Berdasar riset lanjutan Zenger, efektivitas kepemimpinan perempuan sebelum pandemi memiliki skor 53,1. Angka tersebut lebih tinggi dibanding laki-laki dengan skor 49,8. Di masa pandemi, efektivitas perempuan dalam memimpin naik menjadi 57,2 sementara laki-laki hanya berada di angka 51,5.
Kita bisa melihat negara-negara yang memiliki respons terbaik dalam menghadapi pandemi COVID-19 memiliki satu kesamaan, yakni dipimpin oleh perempuan.

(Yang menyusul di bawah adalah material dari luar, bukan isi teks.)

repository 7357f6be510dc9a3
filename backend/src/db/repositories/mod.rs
//! Repository implementations module.
//!
//! - `postgres`: PostgreSQL implementation with Diesel ORM
//! - `local`: In-memory implementation for unit testing and local development
pub mod local;
#[cfg(feature = "postgres-repo")]
pub mod postgres;

pub use local::LocalRepository;
#[cfg(feature = "postgres-repo")]
pub use postgres::{PostgresConfig, PostgresRepository};
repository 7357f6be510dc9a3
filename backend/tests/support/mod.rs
//! Shared fixtures for the integration tests.

#![allow(dead_code)]

use std::collections::HashSet;
use std::sync::Mutex;

use chrono::{DateTime, Duration, TimeZone, Utc};
use cwms_data::db::models::{AssignmentRow, LocationRow, TimeSeriesMetadataRow, ValueRow};
use cwms_data::db::LocalRepository;

static ENV_LOCK: Mutex<()> = Mutex::new(());

/// Runs `f` with environment variables temporarily modified.
///
/// Variables are restored on unwind and access to the process environment is serialized,
/// since tests run in parallel.
///
/// `changes` is a list of `(key, value)` pairs:
/// - `Some(v)` sets the variable to `v`
/// - `None` removes the variable
pub fn with_scoped_env<F, R>(changes: &[(&str, Option<&str>)], f: F) -> R
where
    F: FnOnce() -> R,
{
    let _lock = ENV_LOCK.lock().unwrap_or_else(|poisoned| poisoned.into_inner());
    let _guard = ScopedEnv::new(changes);
    f()
}

struct ScopedEnv {
    snapshot: Vec<(String, Option<String>)>,
}

impl ScopedEnv {
    fn new(changes: &[(&str, Option<&str>)]) -> Self {
        let keys: HashSet<&str> = changes.iter().map(|(k, _)| *k).collect();
        let snapshot = keys
            .into_iter()
            .map(|k| (k.to_string(), std::env::var(k).ok()))
            .collect::<Vec<_>>();

        for (k, v) in changes {
            match v {
                Some(val) => std::env::set_var(k, val),
                None => std::env::remove_var(k),
            }
        }

        Self { snapshot }
    }
}

impl Drop for ScopedEnv {
    fn drop(&mut self) {
        for (k, v) in self.snapshot.drain(..) {
            match v {
                Some(val) => std::env::set_var(&k, val),
                None => std::env::remove_var(&k),
            }
        }
    }
}

pub const KEYS_ELEV: &str = "KEYS.Elev.Inst.1Hour.0.Ccp-Rev";

/// First reading of the seeded series.
pub fn start() -> DateTime<Utc> {
    Utc.with_ymd_and_hms(2021, 6, 10, 0, 0, 0).unwrap()
}

pub fn now() -> DateTime<Utc> {
    Utc.with_ymd_and_hms(2021, 6, 11, 0, 0, 0).unwrap()
}

pub fn series(office: &str, ts_id: &str) -> TimeSeriesMetadataRow {
    TimeSeriesMetadataRow {
        office_id: office.to_string(),
        ts_id: ts_id.to_string(),
        storage_unit: "m".to_string(),
        si_unit: "m".to_string(),
        en_unit: "ft".to_string(),
        interval_minutes: 60,
    }
}

pub fn location(office: &str, id: &str) -> LocationRow {
    LocationRow {
        office_id: office.to_string(),
        location_id: id.to_string(),
        nearest_city: None,
        public_name: Some(id.to_string()),
        long_name: None,
        description: None,
        kind: Some("SITE".to_string()),
        time_zone: Some("US/Central".to_string()),
        latitude: None,
        longitude: None,
        elevation: Some(30.48),
        state: None,
        county: None,
        nation: Some("US".to_string()),
        active: true,
    }
}

pub fn alias(office: &str, id: &str, alias_id: &str) -> AssignmentRow {
    AssignmentRow {
        location_id: id.to_string(),
        office_id: office.to_string(),
        alias_id: Some(alias_id.to_string()),
        attribute: None,
        ref_location_id: None,
    }
}

/// A repository holding `KEYS_ELEV` with `hours` hourly readings from [`start`].
pub fn repo_with_readings(hours: i64) -> LocalRepository {
    let repo = LocalRepository::new();
    repo.add_timeseries(series("SWT", KEYS_ELEV));
    repo.add_unit_conversion("m", "ft", 1.0 / 0.3048, 0.0);
    repo.add_values(
        "SWT",
        KEYS_ELEV,
        (0..hours).map(|h| ValueRow {
            date_time: start() + Duration::hours(h),
            value: Some(h as f64),
            quality_code: Some(0),
        }),
    )
    .unwrap();
    repo
}
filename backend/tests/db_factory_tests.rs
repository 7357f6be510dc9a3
//! Tests for db::factory module - repository creation and configuration.

mod support;

use std::io::Write;
use std::str::FromStr;

use cwms_data::db::factory::{RepositoryBuilder, RepositoryFactory, RepositoryType};

#[test]
fn test_repository_type_from_str() {
    for value in ["postgres", "POSTGRES", "pg", " Pg "] {
        assert_eq!(RepositoryType::from_str(value).unwrap(), RepositoryType::Postgres);
    }
    for value in ["local", "LOCAL"] {
        assert_eq!(RepositoryType::from_str(value).unwrap(), RepositoryType::Local);
    }
}

#[test]
fn test_repository_type_from_str_invalid() {
    let err = RepositoryType::from_str("oracle").unwrap_err();
    assert!(err.contains("Unknown repository type"));
}

#[test]
fn test_repository_type_from_env_default() {
    support::with_scoped_env(
        &[
            ("REPOSITORY_TYPE", None),
            ("DATABASE_URL", None),
            ("PG_DATABASE_URL", None),
        ],
        || {
            assert_eq!(RepositoryType::from_env(), RepositoryType::Local);
        },
    );
}

#[test]
fn test_repository_type_from_env_with_database_url() {
    support::with_scoped_env(
        &[
            ("REPOSITORY_TYPE", None),
            ("DATABASE_URL", Some("postgres://localhost/cwms")),
        ],
        || {
            assert_eq!(RepositoryType::from_env(), RepositoryType::Postgres);
        },
    );
}

#[test]
fn test_repository_type_from_env_with_pg_database_url() {
    support::with_scoped_env(
        &[
            ("REPOSITORY_TYPE", None),
            ("DATABASE_URL", None),
            ("PG_DATABASE_URL", Some("postgres://localhost/cwms")),
        ],
        || {
            assert_eq!(RepositoryType::from_env(), RepositoryType::Postgres);
        },
    );
}

#[test]
fn test_repository_type_from_env_explicit_wins_over_url() {
    support::with_scoped_env(
        &[
            ("REPOSITORY_TYPE", Some("local")),
            ("DATABASE_URL", Some("postgres://localhost/cwms")),
        ],
        || {
            assert_eq!(RepositoryType::from_env(), RepositoryType::Local);
        },
    );
}

#[test]
fn test_repository_type_from_env_invalid_defaults_to_local() {
    support::with_scoped_env(&[("REPOSITORY_TYPE", Some("invalid"))], || {
        assert_eq!(RepositoryType::from_env(), RepositoryType::Local);
    });
}

#[tokio::test]
async fn test_create_local_via_factory() {
    let repo = RepositoryFactory::create(RepositoryType::Local, None)
        .await
        .unwrap();
    assert!(repo.health_check().await.unwrap());
}

#[cfg(feature = "postgres-repo")]
#[tokio::test]
async fn test_create_postgres_without_config_fails() {
    let err = RepositoryFactory::create(RepositoryType::Postgres, None)
        .await
        .err()
        .unwrap();
    assert!(err.to_string().contains("requires PostgresConfig"));
}

#[cfg(not(feature = "postgres-repo"))]
#[tokio::test]
async fn test_create_postgres_without_feature_fails() {
    let err = RepositoryFactory::create(RepositoryType::Postgres, None)
        .await
        .err()
        .unwrap();
    assert!(matches!(err, cwms_data::db::RepositoryError::ConfigurationError { .. }));
    assert!(err.to_string().contains("feature not enabled"));
}

#[tokio::test]
async fn test_from_config_file_local() {
    let mut file = tempfile::NamedTempFile::new().unwrap();
    writeln!(file, "[repository]\ntype = \"local\"\n\n[paging]\ncatalog_page_size = 10").unwrap();

    let repo = RepositoryFactory::from_config_file(file.path()).await.unwrap();
    assert!(repo.health_check().await.unwrap());
}

#[tokio::test]
async fn test_from_config_file_missing() {
    let dir = tempfile::tempdir().unwrap();
    let err = RepositoryFactory::from_config_file(dir.path().join("repository.toml"))
        .await
        .err()
        .unwrap();
    assert!(err.to_string().contains("Failed to read config file"));
}

#[tokio::test]
async fn test_builder_from_config_file() {
    let mut file = tempfile::NamedTempFile::new().unwrap();
    writeln!(file, "[repository]\ntype = \"LOCAL\"").unwrap();

    let repo = RepositoryBuilder::new()
        .from_config_file(file.path())
        .unwrap()
        .build()
        .await
        .unwrap();
    assert!(repo.health_check().await.unwrap());
}

#[test]
fn test_builder_rejects_unknown_type_in_file() {
    let mut file = tempfile::NamedTempFile::new().unwrap();
    writeln!(file, "[repository]\ntype = \"oracle\"").unwrap();

    let err = RepositoryBuilder::new()
        .from_config_file(file.path())
        .err()
        .unwrap();
    assert!(err.to_string().contains("Invalid repository type"));
}
pub mod time;

pub use time::*;
#[async_trait]
impl ReferenceRepository for PostgresRepository {
    async fn list_offices(&self) -> RepositoryResult<Vec<OfficeRow>> {
        self.with_conn("list_offices", |conn| {
            let records: Vec<OfficeRecord> = offices::table
                .select(OfficeRecord::as_select())
                .order(upper(offices::office_id).asc())
                .load(conn)
                .map_err(map_diesel_error)?;
            Ok(records.into_iter().map(Into::into).collect())
        })
        .await
    }

    async fn fetch_office(&self, office_id: &str) -> RepositoryResult<Option<OfficeRow>> {
        let office_id = office_id.to_uppercase();
        self.with_conn("fetch_office", move |conn| {
            let record: Option<OfficeRecord> = offices::table
                .select(OfficeRecord::as_select())
                .filter(upper(offices::office_id).eq(office_id))
                .first(conn)
                .optional()
                .map_err(map_diesel_error)?;
            Ok(record.map(Into::into))
        })
        .await
    }

    async fn list_location_categories(
        &self,
        office: Option<&str>,
    ) -> RepositoryResult<Vec<CategoryRow>> {
        let office = office.map(str::to_string);
        self.with_conn("list_location_categories", move |conn| {
            load_location_categories(conn, office.as_deref())
        })
        .await
    }

    async fn fetch_location_category(
        &self,
        office: Option<&str>,
        category_id: &str,
    ) -> RepositoryResult<Option<CategoryRow>> {
        let office = office.map(str::to_string);
        let category_id = category_id.to_string();
        self.with_conn("fetch_location_category", move |conn| {
            Ok(load_location_categories(conn, office.as_deref())?
                .into_iter()
                .find(|c| c.category_id.eq_ignore_ascii_case(&category_id)))
        })
        .await
    }

    async fn list_location_groups(
        &self,
        office: Option<&str>,
    ) -> RepositoryResult<Vec<LocationGroupRow>> {
        let office = office.map(str::to_string);
        self.with_conn("list_location_groups", move |conn| {
            let mut q = location_groups::table
                .select(LocationGroupRecord::as_select())
                .into_boxed();
            if let Some(office) = &office {
                q = q.filter(upper(location_groups::office_id).eq(office.to_uppercase()));
            }
            let records: Vec<LocationGroupRecord> = q
                .order((
                    upper(location_groups::office_id).asc(),
                    upper(location_groups::category_id).asc(),
                    upper(location_groups::group_id).asc(),
                ))
                .load(conn)
                .map_err(map_diesel_error)?;

            let categories = category_index(load_location_categories(conn, office.as_deref())?);
            Ok(records
                .into_iter()
                .map(|g| {
                    let category = categories
                        .get(&(g.office_id.clone(), g.category_id.clone()))
                        .cloned();
                    g.into_row(category)
                })
                .collect())
        })
        .await
    }

    fn query_location_group<'a>(
        &'a self,
        office: &'a str,
        category_id: &'a str,
        group_id: &'a str,
    ) -> RowStream<'a, LocationGroupAssignmentRow> {
        let office = office.to_string();
        let category_id = category_id.to_string();
        let group_id = group_id.to_string();
        self.page_stream("query_location_group", move |conn| {
            load_location_group(conn, &office, &category_id, &group_id)
        })
    }

    async fn list_timeseries_categories(
        &self,
        office: Option<&str>,
    ) -> RepositoryResult<Vec<CategoryRow>> {
        let office = office.map(str::to_string);
        self.with_conn("list_timeseries_categories", move |conn| {
            load_timeseries_categories(conn, office.as_deref())
        })
        .await
    }

    async fn fetch_timeseries_category(
        &self,
        office: Option<&str>,
        category_id: &str,
    ) -> RepositoryResult<Option<CategoryRow>> {
        let office = office.map(str::to_string);
        let category_id = category_id.to_string();
        self.with_conn("fetch_timeseries_category", move |conn| {
            Ok(load_timeseries_categories(conn, office.as_deref())?
                .into_iter()
                .find(|c| c.category_id.eq_ignore_ascii_case(&category_id)))
        })
        .await
    }

    async fn list_timeseries_groups(
        &self,
        office: Option<&str>,
        category_id: Option<&str>,
        group_id: Option<&str>,
    ) -> RepositoryResult<Vec<TimeSeriesGroupRow>> {
        let office = office.map(str::to_string);
        let category_id = category_id.map(str::to_uppercase);
        let group_id = group_id.map(str::to_uppercase);
        self.with_conn("list_timeseries_groups", move |conn| {
            let mut q = timeseries_groups::table
                .select(TimeSeriesGroupRecord::as_select())
                .into_boxed();
            if let Some(office) = &office {
                q = q.filter(upper(timeseries_groups::office_id).eq(office.to_uppercase()));
            }
            if let Some(category_id) = category_id {
                q = q.filter(upper(timeseries_groups::category_id).eq(category_id));
            }
            if let Some(group_id) = group_id {
                q = q.filter(upper(timeseries_groups::group_id).eq(group_id));
            }
            let records: Vec<TimeSeriesGroupRecord> = q
                .order((
                    upper(timeseries_groups::office_id).asc(),
                    upper(timeseries_groups::category_id).asc(),
                    upper(timeseries_groups::group_id).asc(),
                ))
                .load(conn)
                .map_err(map_diesel_error)?;

            let categories = category_index(load_timeseries_categories(conn, office.as_deref())?);
            Ok(records
                .into_iter()
                .map(|g| {
                    let category = categories
                        .get(&(g.office_id.clone(), g.category_id.clone()))
                        .cloned();
                    g.into_row(category)
                })
                .collect())
        })
        .await
    }
}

Mulai dari Angela Merkel di Jerman, Jacinda Ardern di Selandia Baru, Erna Solberg di Norwegia, hingga Tsai Ing Wen di Taiwan membuktikan efektivitasnya dalam menghadapi krisis selama pandemi.
Kondisi ini menjadi salah satu bentuk fenomena glass cliff atau tebing kaca. Fenomena ini merujuk pada kondisi keberadaan penghalang tak kasat mata yang kerap menghambat perempuan dalam mencapai prestasi.
Tebing kaca ini juga menggambarkan gagasan bahwa ketika sebuah organisasi dalam masalah, pemimpin perempuan sering ditugaskan untuk menyelamatkannya. Sekalinya perempuan diberi kesempatan memimpin, mereka kerap dihadapkan pada tantangan dengan risiko kegagalan yang tinggi.
Namun, pada akhirnya banyak perempuan mampu membuktikan kemampuannya dalam memimpin dan menghadapi krisis di masa pandemi ini.
Melihat kondisi dan berbagai hasil penelitian, kita bisa berasumsi bahwa akan tercipa dampak positif yang dapat terjadi jika tenaga medis perempuan mendapat akses dan kesempatan untuk menjadi pengambil keputusan di sektor kesehatan.